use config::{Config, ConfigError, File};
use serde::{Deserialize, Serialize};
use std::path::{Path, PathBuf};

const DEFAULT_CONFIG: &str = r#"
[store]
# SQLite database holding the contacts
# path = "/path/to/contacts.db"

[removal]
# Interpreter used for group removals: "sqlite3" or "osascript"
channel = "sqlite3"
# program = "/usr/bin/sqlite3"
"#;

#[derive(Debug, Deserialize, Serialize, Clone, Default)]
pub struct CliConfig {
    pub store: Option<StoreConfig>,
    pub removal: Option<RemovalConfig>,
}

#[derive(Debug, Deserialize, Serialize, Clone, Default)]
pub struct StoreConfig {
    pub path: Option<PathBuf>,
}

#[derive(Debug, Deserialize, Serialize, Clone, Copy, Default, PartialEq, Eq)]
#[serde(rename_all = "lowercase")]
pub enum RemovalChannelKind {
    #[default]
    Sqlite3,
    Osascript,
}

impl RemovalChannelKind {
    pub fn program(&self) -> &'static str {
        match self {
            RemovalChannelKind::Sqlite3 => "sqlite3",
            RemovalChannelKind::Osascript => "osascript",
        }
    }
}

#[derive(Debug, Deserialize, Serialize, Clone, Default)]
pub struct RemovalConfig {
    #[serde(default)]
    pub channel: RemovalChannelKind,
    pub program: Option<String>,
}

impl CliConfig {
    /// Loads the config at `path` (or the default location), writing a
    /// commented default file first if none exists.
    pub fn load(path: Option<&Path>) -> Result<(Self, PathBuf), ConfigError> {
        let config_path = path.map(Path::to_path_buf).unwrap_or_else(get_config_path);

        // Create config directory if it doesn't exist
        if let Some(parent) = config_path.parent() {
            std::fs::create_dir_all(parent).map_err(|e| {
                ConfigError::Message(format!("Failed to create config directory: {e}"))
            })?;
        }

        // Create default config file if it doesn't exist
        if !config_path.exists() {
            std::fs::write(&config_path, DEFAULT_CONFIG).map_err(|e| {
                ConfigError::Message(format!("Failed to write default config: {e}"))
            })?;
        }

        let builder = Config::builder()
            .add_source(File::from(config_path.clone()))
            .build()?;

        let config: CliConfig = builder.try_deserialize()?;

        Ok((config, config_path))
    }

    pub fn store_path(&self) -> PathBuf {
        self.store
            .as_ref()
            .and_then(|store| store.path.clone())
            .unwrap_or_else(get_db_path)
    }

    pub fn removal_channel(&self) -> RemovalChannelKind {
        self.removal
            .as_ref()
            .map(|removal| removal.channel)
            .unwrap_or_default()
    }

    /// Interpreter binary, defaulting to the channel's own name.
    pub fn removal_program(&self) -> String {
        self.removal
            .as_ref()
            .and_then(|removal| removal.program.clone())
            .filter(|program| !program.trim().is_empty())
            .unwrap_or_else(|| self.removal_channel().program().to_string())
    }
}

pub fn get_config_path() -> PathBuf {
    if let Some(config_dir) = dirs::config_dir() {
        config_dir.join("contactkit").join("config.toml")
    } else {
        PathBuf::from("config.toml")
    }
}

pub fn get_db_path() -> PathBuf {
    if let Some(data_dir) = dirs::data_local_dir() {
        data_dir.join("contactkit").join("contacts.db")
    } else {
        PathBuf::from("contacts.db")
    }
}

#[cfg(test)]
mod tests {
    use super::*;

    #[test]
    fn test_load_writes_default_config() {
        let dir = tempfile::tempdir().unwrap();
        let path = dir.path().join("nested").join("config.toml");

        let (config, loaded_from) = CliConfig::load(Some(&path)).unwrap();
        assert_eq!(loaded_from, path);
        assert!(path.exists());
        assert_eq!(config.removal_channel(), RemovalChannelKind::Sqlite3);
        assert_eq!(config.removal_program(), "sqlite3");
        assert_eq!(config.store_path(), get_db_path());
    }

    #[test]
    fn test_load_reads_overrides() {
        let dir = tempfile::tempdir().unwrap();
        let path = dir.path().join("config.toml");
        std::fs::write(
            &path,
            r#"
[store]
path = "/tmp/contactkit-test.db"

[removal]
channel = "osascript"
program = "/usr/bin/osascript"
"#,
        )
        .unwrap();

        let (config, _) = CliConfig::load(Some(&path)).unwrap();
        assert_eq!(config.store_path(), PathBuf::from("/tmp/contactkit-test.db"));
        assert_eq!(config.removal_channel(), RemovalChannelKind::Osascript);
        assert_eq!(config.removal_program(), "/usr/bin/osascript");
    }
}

◇ ◇ ◇ ◇ ◇

# What is required
Set down each entry above again exactly as it reads.

# Result of this exercise
use config::{Config, ConfigError, File};
use serde::{Deserialize, Serialize};
use std::path::{Path, PathBuf};

const DEFAULT_CONFIG: &str = r#"
[store]
# SQLite database holding the contacts
# path = "/path/to/contacts.db"

[removal]
# Interpreter used for group removals: "sqlite3" or "osascript"
channel = "sqlite3"
# program = "/usr/bin/sqlite3"
"#;

#[derive(Debug, Deserialize, Serialize, Clone, Default)]
pub struct CliConfig {
    pub store: Option<StoreConfig>,
    pub removal: Option<RemovalConfig>,
}

#[derive(Debug, Deserialize, Serialize, Clone, Default)]
pub struct StoreConfig {
    pub path: Option<PathBuf>,
}

#[derive(Debug, Deserialize, Serialize, Clone, Copy, Default, PartialEq, Eq)]
#[serde(rename_all = "lowercase")]
pub enum RemovalChannelKind {
    #[default]
    Sqlite3,
    Osascript,
}

impl RemovalChannelKind {
    pub fn program(&self) -> &'static str {
        match self {
            RemovalChannelKind::Sqlite3 => "sqlite3",
            RemovalChannelKind::Osascript => "osascript",
        }
    }
}

#[derive(Debug, Deserialize, Serialize, Clone, Default)]
pub struct RemovalConfig {
    #[serde(default)]
    pub channel: RemovalChannelKind,
    pub program: Option<String>,
}

impl CliConfig {
    /// Loads the config at `path` (or the default location), writing a
    /// commented default file first if none exists.
    pub fn load(path: Option<&Path>) -> Result<(Self, PathBuf), ConfigError> {
        let config_path = path.map(Path::to_path_buf).unwrap_or_else(get_config_path);

        // Create config directory if it doesn't exist
        if let Some(parent) = config_path.parent() {
            std::fs::create_dir_all(parent).map_err(|e| {
                ConfigError::Message(format!("Failed to create config directory: {e}"))
            })?;
        }

        // Create default config file if it doesn't exist
        if !config_path.exists() {
            std::fs::write(&config_path, DEFAULT_CONFIG).map_err(|e| {
                ConfigError::Message(format!("Failed to write default config: {e}"))
            })?;
        }

        let builder = Config::builder()
            .add_source(File::from(config_path.clone()))
            .build()?;

        let config: CliConfig = builder.try_deserialize()?;

        Ok((config, config_path))
    }

    pub fn store_path(&self) -> PathBuf {
        self.store
            .as_ref()
            .and_then(|store| store.path.clone())
            .unwrap_or_else(get_db_path)
    }

    pub fn removal_channel(&self) -> RemovalChannelKind {
        self.removal
            .as_ref()
            .map(|removal| removal.channel)
            .unwrap_or_default()
    }

    /// Interpreter binary, defaulting to the channel's own name.
    pub fn removal_program(&self) -> String {
        self.removal
            .as_ref()
            .and_then(|removal| removal.program.clone())
            .filter(|program| !program.trim().is_empty())
            .unwrap_or_else(|| self.removal_channel().program().to_string())
    }
}

pub fn get_config_path() -> PathBuf {
    if let Some(config_dir) = dirs::config_dir() {
        config_dir.join("contactkit").join("config.toml")
    } else {
        PathBuf::from("config.toml")
    }
}

pub fn get_db_path() -> PathBuf {
    if let Some(data_dir) = dirs::data_local_dir() {
        data_dir.join("contactkit").join("contacts.db")
    } else {
        PathBuf::from("contacts.db")
    }
}

#[cfg(test)]
mod tests {
    use super::*;

    #[test]
    fn test_load_writes_default_config() {
        let dir = tempfile::tempdir().unwrap();
        let path = dir.path().join("nested").join("config.toml");

        let (config, loaded_from) = CliConfig::load(Some(&path)).unwrap();
        assert_eq!(loaded_from, path);
        assert!(path.exists());
        assert_eq!(config.removal_channel(), RemovalChannelKind::Sqlite3);
        assert_eq!(config.removal_program(), "sqlite3");
        assert_eq!(config.store_path(), get_db_path());
    }

    #[test]
    fn test_load_reads_overrides() {
        let dir = tempfile::tempdir().unwrap();
        let path = dir.path().join("config.toml");
        std::fs::write(
            &path,
            r#"
[store]
path = "/tmp/contactkit-test.db"

[removal]
channel = "osascript"
program = "/usr/bin/osascript"
"#,
        )
        .unwrap();

        let (config, _) = CliConfig::load(Some(&path)).unwrap();
        assert_eq!(config.store_path(), PathBuf::from("/tmp/contactkit-test.db"));
        assert_eq!(config.removal_channel(), RemovalChannelKind::Osascript);
        assert_eq!(config.removal_program(), "/usr/bin/osascript");
    }
}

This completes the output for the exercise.